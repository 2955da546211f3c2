//! Common types and traits for SMB2 messages

use crate::error::{Error, Result};
use crate::protocol::buffer::Buffer;
use crate::protocol::smb2_constants::{structure_size, SMB2_HEADER_SIZE};

/// Trait for SMB2 command bodies that can be parsed from and serialized to
/// bytes. Bodies always follow a 64-byte header, so offsets inside them are
/// measured from the start of the header.
pub trait SmbMessage: Sized {
    /// Parse the body that follows the header
    fn parse(body: &[u8]) -> Result<Self>;

    /// Serialize the body
    fn serialize(&self) -> Vec<u8>;
}

/// Read and check the leading StructureSize field
pub(crate) fn expect_structure_size(buf: &mut Buffer, expected: u16, what: &str) -> Result<()> {
    let size = buf.read_u16_le()?;
    if size != expected {
        return Err(Error::DecodeFailure(format!(
            "invalid {} structure size {} (expected {})",
            what, size, expected
        )));
    }
    Ok(())
}

/// Slice a variable-length field addressed by a header-relative offset
pub(crate) fn body_field(body: &[u8], offset: usize, length: usize, what: &str) -> Result<Vec<u8>> {
    if length == 0 {
        return Ok(Vec::new());
    }
    let start = offset.checked_sub(SMB2_HEADER_SIZE).ok_or_else(|| {
        Error::DecodeFailure(format!("{} offset {} points into the header", what, offset))
    })?;
    body.get(start..start + length)
        .map(|field| field.to_vec())
        .ok_or_else(|| {
            Error::DecodeFailure(format!(
                "{} ({} bytes at {}) extends beyond the message",
                what, length, offset
            ))
        })
}

/// File ID for SMB2 operations
#[derive(Debug, Clone, Copy, PartialEq, Eq, Hash, Default)]
pub struct FileId {
    pub persistent: u64,
    pub volatile: u64,
}

impl FileId {
    pub fn with_values(persistent: u64, volatile: u64) -> Self {
        Self {
            persistent,
            volatile,
        }
    }

    pub fn encode(&self, buf: &mut Buffer) {
        buf.put_u64_le(self.persistent).put_u64_le(self.volatile);
    }

    pub fn decode(buf: &mut Buffer) -> Result<Self> {
        Ok(Self {
            persistent: buf.read_u64_le()?,
            volatile: buf.read_u64_le()?,
        })
    }
}

/// Four-byte body shared by LOGOFF, TREE_DISCONNECT, ECHO and CANCEL
#[derive(Debug, Clone, Copy, PartialEq, Eq, Default)]
pub struct Smb2EmptyBody;

impl SmbMessage for Smb2EmptyBody {
    fn parse(body: &[u8]) -> Result<Self> {
        let mut buf = Buffer::from_slice(body);
        expect_structure_size(&mut buf, structure_size::ECHO, "empty body")?;
        buf.skip(2)?;
        Ok(Self)
    }

    fn serialize(&self) -> Vec<u8> {
        let mut buf = Buffer::with_capacity(4);
        buf.put_u16_le(structure_size::ECHO).put_reserved(2);
        buf.into_vec()
    }
}

/// SMB2 ERROR response body
#[derive(Debug, Clone, PartialEq, Eq, Default)]
pub struct ErrorResponse {
    pub error_context_count: u8,
    pub error_data: Vec<u8>,
}

impl SmbMessage for ErrorResponse {
    fn parse(body: &[u8]) -> Result<Self> {
        let mut buf = Buffer::from_slice(body);
        expect_structure_size(&mut buf, structure_size::ERROR_RESPONSE, "error response")?;
        let error_context_count = buf.read_u8()?;
        buf.skip(1)?;
        let byte_count = buf.read_u32_le()? as usize;
        let error_data = buf.read_raw(byte_count)?;
        Ok(Self {
            error_context_count,
            error_data,
        })
    }

    fn serialize(&self) -> Vec<u8> {
        let mut buf = Buffer::with_capacity(8 + self.error_data.len().max(1));
        buf.put_u16_le(structure_size::ERROR_RESPONSE)
            .put_u8(self.error_context_count)
            .put_reserved(1)
            .put_u32_le(self.error_data.len() as u32);
        if self.error_data.is_empty() {
            // StructureSize 9 counts one byte of ErrorData even when empty
            buf.put_reserved(1);
        } else {
            buf.put_raw(&self.error_data);
        }
        buf.into_vec()
    }
}
//! SMB2 Tree Connect and Tree Disconnect messages

use super::common::{body_field, expect_structure_size, Smb2EmptyBody, SmbMessage};
use crate::error::Result;
use crate::protocol::buffer::{Buffer, Charset};
use crate::protocol::smb2_constants::{
    structure_size, DesiredAccess, ShareCapabilities, ShareFlags, ShareType, SMB2_HEADER_SIZE,
};

pub type Smb2TreeDisconnectRequest = Smb2EmptyBody;
pub type Smb2TreeDisconnectResponse = Smb2EmptyBody;

const REQUEST_FIXED_SIZE: usize = 8;

/// SMB2 TreeConnect Request
#[derive(Debug, Clone, PartialEq, Eq)]
pub struct Smb2TreeConnectRequest {
    pub flags: u16,
    /// UNC path, e.g. `\\server\share`
    pub path: String,
}

impl Smb2TreeConnectRequest {
    pub fn new(path: impl Into<String>) -> Self {
        Self {
            flags: 0,
            path: path.into(),
        }
    }
}

impl SmbMessage for Smb2TreeConnectRequest {
    fn parse(body: &[u8]) -> Result<Self> {
        let mut buf = Buffer::from_slice(body);
        expect_structure_size(
            &mut buf,
            structure_size::TREE_CONNECT_REQUEST,
            "tree connect request",
        )?;
        let flags = buf.read_u16_le()?;
        let path_offset = buf.read_u16_le()? as usize;
        let path_length = buf.read_u16_le()? as usize;

        let raw = body_field(body, path_offset, path_length, "tree connect path")?;
        let path = Buffer::from(raw).read_string(path_length, Charset::Utf16Le)?;

        Ok(Self { flags, path })
    }

    fn serialize(&self) -> Vec<u8> {
        let mut path = Buffer::new();
        let path_length = path.put_string(&self.path, Charset::Utf16Le);

        let mut buf = Buffer::with_capacity(REQUEST_FIXED_SIZE + path_length);
        buf.put_u16_le(structure_size::TREE_CONNECT_REQUEST)
            .put_u16_le(self.flags)
            .put_u16_le((SMB2_HEADER_SIZE + REQUEST_FIXED_SIZE) as u16)
            .put_u16_le(path_length as u16)
            .put_raw(path.as_slice());
        buf.into_vec()
    }
}

/// SMB2 TreeConnect Response
#[derive(Debug, Clone, PartialEq, Eq)]
pub struct Smb2TreeConnectResponse {
    pub share_type: ShareType,
    pub share_flags: ShareFlags,
    pub capabilities: ShareCapabilities,
    pub maximal_access: DesiredAccess,
}

impl Smb2TreeConnectResponse {
    pub fn disk() -> Self {
        Self {
            share_type: ShareType::Disk,
            share_flags: ShareFlags::empty(),
            capabilities: ShareCapabilities::empty(),
            maximal_access: DesiredAccess::GENERIC_ALL,
        }
    }
}

impl SmbMessage for Smb2TreeConnectResponse {
    fn parse(body: &[u8]) -> Result<Self> {
        let mut buf = Buffer::from_slice(body);
        expect_structure_size(
            &mut buf,
            structure_size::TREE_CONNECT_RESPONSE,
            "tree connect response",
        )?;
        let share_type = ShareType::from(buf.read_u8()?);
        buf.skip(1)?;
        let share_flags = ShareFlags::from_bits_retain(buf.read_u32_le()?);
        let capabilities = ShareCapabilities::from_bits_retain(buf.read_u32_le()?);
        let maximal_access = DesiredAccess::from_bits_retain(buf.read_u32_le()?);

        Ok(Self {
            share_type,
            share_flags,
            capabilities,
            maximal_access,
        })
    }

    fn serialize(&self) -> Vec<u8> {
        let share_type = match self.share_type {
            ShareType::Disk => 0x01,
            ShareType::Pipe => 0x02,
            ShareType::Print => 0x03,
            ShareType::Unknown(raw) => raw,
        };
        let mut buf = Buffer::with_capacity(16);
        buf.put_u16_le(structure_size::TREE_CONNECT_RESPONSE)
            .put_u8(share_type)
            .put_reserved(1)
            .put_u32_le(self.share_flags.bits())
            .put_u32_le(self.capabilities.bits())
            .put_u32_le(self.maximal_access.bits());
        buf.into_vec()
    }
}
#####
Work task.
Copy out every line of the listing that includes the string "ErrorResponse".

Exercise answer.
pub struct ErrorResponse {
impl SmbMessage for ErrorResponse {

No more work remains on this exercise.